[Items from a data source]

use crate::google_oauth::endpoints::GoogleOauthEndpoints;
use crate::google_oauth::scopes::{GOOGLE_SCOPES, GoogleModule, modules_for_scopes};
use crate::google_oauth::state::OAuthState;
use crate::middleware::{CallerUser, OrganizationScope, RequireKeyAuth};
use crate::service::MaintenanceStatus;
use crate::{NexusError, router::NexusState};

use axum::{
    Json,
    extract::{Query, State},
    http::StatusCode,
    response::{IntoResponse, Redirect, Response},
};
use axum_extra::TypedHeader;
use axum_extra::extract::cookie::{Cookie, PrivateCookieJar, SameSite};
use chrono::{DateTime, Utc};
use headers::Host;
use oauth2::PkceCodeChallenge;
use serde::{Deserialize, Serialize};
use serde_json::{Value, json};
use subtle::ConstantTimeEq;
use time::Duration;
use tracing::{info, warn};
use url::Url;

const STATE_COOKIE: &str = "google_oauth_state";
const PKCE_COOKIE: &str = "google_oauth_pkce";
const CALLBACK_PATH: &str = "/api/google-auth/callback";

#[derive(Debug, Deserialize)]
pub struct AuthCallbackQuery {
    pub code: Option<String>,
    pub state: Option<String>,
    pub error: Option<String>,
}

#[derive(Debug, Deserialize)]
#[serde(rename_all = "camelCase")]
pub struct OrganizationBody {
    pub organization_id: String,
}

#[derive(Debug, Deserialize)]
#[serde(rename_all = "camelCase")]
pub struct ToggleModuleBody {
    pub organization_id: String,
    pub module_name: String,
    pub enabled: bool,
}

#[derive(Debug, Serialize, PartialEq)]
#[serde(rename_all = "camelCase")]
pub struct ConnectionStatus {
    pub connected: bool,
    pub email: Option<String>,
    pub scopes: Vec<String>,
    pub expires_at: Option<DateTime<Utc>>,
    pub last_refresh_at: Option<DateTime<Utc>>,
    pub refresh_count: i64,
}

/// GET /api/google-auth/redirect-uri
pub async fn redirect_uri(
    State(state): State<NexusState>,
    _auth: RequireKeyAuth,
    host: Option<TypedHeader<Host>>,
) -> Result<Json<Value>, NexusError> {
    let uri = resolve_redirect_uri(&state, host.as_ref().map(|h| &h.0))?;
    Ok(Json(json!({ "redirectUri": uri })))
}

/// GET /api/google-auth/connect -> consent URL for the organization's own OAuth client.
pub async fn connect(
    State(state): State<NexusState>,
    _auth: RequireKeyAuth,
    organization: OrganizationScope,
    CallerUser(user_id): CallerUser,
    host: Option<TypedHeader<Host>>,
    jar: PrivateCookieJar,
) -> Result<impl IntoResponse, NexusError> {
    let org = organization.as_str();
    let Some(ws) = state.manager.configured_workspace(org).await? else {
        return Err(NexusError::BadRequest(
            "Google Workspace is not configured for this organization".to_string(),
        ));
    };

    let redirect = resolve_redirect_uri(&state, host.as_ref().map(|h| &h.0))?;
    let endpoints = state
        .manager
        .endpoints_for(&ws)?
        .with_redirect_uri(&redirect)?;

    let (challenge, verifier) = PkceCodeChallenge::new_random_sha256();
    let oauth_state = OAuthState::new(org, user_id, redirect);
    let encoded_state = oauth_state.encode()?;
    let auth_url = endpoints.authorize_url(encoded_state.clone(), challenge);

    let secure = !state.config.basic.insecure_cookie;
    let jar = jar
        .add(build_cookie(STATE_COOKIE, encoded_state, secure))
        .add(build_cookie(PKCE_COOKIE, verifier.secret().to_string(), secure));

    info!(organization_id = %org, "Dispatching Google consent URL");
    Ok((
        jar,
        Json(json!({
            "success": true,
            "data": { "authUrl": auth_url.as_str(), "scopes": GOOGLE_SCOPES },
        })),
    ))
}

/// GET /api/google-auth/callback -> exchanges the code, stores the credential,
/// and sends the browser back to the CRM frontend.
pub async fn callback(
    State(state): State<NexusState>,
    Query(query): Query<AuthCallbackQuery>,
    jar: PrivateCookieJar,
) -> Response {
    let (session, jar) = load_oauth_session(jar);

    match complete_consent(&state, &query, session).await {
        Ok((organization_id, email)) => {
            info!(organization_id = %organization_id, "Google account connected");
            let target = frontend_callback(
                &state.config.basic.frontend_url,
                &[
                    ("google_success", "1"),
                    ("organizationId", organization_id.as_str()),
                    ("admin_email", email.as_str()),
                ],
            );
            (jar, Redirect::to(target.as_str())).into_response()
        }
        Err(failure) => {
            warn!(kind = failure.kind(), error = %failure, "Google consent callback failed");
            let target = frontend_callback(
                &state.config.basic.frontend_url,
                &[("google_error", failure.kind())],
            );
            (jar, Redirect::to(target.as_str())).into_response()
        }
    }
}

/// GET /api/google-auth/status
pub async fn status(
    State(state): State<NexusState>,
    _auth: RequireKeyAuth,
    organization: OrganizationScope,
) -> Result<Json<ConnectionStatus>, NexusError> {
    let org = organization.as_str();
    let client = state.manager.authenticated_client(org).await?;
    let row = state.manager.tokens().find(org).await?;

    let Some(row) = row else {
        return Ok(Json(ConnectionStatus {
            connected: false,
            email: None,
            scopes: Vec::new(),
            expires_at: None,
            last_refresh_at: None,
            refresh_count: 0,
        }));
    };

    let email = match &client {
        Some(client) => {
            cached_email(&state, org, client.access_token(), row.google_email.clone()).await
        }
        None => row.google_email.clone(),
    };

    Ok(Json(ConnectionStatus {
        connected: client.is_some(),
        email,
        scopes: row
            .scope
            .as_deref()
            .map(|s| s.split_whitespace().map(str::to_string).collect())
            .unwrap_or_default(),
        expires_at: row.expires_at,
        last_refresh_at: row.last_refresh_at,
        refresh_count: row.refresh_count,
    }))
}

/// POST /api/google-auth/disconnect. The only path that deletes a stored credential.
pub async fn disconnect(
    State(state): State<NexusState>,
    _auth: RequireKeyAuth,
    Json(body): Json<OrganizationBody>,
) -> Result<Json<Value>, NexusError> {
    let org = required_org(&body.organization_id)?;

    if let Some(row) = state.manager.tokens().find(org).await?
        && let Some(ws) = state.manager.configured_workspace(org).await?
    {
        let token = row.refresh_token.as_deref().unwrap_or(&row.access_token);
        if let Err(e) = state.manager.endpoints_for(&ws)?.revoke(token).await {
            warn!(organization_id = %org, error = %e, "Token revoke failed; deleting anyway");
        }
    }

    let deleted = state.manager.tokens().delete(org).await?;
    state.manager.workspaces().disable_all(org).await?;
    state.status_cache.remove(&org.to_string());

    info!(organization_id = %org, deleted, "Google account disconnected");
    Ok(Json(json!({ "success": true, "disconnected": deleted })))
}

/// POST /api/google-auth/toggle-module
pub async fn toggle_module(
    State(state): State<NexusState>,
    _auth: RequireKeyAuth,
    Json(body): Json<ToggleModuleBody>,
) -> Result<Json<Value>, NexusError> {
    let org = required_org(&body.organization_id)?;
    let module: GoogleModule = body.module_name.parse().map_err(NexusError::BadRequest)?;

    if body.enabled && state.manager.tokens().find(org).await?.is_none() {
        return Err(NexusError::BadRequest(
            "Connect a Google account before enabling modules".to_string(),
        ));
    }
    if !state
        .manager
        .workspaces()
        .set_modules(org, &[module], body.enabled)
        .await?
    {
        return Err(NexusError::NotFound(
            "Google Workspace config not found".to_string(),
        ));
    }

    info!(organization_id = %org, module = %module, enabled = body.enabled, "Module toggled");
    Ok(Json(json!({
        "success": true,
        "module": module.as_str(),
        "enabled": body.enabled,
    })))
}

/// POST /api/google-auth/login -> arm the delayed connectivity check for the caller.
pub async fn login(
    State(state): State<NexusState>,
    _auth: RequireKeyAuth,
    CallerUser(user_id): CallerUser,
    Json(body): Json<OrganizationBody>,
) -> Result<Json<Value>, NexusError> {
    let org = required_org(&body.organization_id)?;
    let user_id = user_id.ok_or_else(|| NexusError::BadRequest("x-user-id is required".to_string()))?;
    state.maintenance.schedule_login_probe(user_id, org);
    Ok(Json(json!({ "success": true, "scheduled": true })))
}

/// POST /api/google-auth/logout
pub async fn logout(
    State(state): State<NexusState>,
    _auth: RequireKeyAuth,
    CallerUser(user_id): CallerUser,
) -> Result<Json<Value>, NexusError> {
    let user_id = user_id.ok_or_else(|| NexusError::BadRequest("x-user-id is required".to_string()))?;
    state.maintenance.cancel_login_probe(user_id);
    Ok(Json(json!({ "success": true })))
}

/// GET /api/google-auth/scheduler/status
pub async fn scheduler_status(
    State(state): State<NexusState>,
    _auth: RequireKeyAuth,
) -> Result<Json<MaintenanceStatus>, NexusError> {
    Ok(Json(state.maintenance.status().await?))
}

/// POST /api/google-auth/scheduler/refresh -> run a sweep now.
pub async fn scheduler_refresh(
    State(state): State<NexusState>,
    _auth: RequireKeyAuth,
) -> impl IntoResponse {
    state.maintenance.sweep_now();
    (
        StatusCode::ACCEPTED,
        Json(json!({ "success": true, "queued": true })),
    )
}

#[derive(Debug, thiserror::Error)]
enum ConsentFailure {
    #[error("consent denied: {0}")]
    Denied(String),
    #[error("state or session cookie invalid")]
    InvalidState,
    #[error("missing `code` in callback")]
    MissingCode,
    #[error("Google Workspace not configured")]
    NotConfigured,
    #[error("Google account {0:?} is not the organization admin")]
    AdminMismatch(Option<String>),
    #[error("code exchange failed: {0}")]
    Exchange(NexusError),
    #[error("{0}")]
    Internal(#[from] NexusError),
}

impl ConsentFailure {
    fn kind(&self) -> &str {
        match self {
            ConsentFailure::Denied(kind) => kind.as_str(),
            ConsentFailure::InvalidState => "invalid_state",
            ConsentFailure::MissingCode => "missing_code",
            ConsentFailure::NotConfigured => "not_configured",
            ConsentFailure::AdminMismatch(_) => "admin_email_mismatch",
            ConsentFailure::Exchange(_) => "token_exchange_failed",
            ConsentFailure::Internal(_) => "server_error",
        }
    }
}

Task statement.
Go through the entries and copy each line holding the string "PkceCodeChallenge".

Task solution.
use oauth2::PkceCodeChallenge;
    let (challenge, verifier) = PkceCodeChallenge::new_random_sha256();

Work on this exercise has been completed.